==== Material shown ====
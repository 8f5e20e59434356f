use crate::shared::error::ReportError;
use crate::shared::Result;
use regex::Regex;
use std::fmt;
use std::str::FromStr;

/// Maximum length of an exclusion pattern
const MAX_PATTERN_LENGTH: usize = 1024;

/// How the exclusion pattern is matched against dependency names.
#[derive(Debug, Clone, Copy, PartialEq, Eq, Default)]
pub enum ExcludeMode {
    /// Unanchored regular-expression search
    #[default]
    Regex,
    /// Plain substring containment
    Substring,
}

impl FromStr for ExcludeMode {
    type Err = String;

    fn from_str(s: &str) -> std::result::Result<Self, Self::Err> {
        match s.to_lowercase().as_str() {
            "regex" => Ok(ExcludeMode::Regex),
            "substring" => Ok(ExcludeMode::Substring),
            _ => Err(format!(
                "Invalid exclude mode: {}. Valid values are: regex, substring",
                s
            )),
        }
    }
}

impl fmt::Display for ExcludeMode {
    fn fmt(&self, f: &mut fmt::Formatter<'_>) -> fmt::Result {
        match self {
            ExcludeMode::Regex => write!(f, "regex"),
            ExcludeMode::Substring => write!(f, "substring"),
        }
    }
}

#[derive(Debug)]
enum Matcher {
    Regex(Regex),
    Substring(String),
}

/// Decides whether a dependency name is excluded from the report.
///
/// An excluded dependency contributes no usage row and no metadata lookup.
#[derive(Debug)]
pub struct DependencyFilter {
    matcher: Option<Matcher>,
}

impl DependencyFilter {
    /// Filter that excludes nothing
    pub fn none() -> Self {
        Self { matcher: None }
    }

    /// Builds a filter from an optional pattern. An empty pattern excludes nothing.
    ///
    /// # Errors
    /// Returns [`ReportError::InvalidExcludePattern`] when the pattern is too long
    /// or is not a valid regular expression in [`ExcludeMode::Regex`].
    pub fn new(pattern: Option<&str>, mode: ExcludeMode) -> Result<Self> {
        let pattern = match pattern {
            Some(p) if !p.is_empty() => p,
            _ => return Ok(Self::none()),
        };

        if pattern.len() > MAX_PATTERN_LENGTH {
            return Err(ReportError::InvalidExcludePattern {
                pattern: pattern.to_string(),
                details: format!(
                    "pattern is too long ({} bytes). Maximum allowed: {} bytes",
                    pattern.len(),
                    MAX_PATTERN_LENGTH
                ),
            }
            .into());
        }

        let matcher = match mode {
            ExcludeMode::Regex => Matcher::Regex(Regex::new(pattern).map_err(|e| {
                ReportError::InvalidExcludePattern {
                    pattern: pattern.to_string(),
                    details: e.to_string(),
                }
            })?),
            ExcludeMode::Substring => Matcher::Substring(pattern.to_string()),
        };

        Ok(Self {
            matcher: Some(matcher),
        })
    }

    pub fn is_excluded(&self, dependency_name: &str) -> bool {
        match &self.matcher {
            None => false,
            Some(Matcher::Regex(re)) => re.is_match(dependency_name),
            Some(Matcher::Substring(s)) => dependency_name.contains(s.as_str()),
        }
    }

    pub fn is_active(&self) -> bool {
        self.matcher.is_some()
    }
}
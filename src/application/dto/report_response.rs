use crate::dependency_report::domain::{DependencyTable, ReportMetadata, UsageTable};

/// Output of the report use case: fully enriched tables ready for assembly.
#[derive(Debug, Clone)]
pub struct ReportResponse {
    pub usage: UsageTable,
    pub dependencies: DependencyTable,
    pub metadata: ReportMetadata,
    /// Records dropped by the exclusion filter
    pub excluded_records: usize,
}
====
What to produce
Look through the listing above and give the number of lines containing the string "struct", with nothing else.

Solution to this exercise
2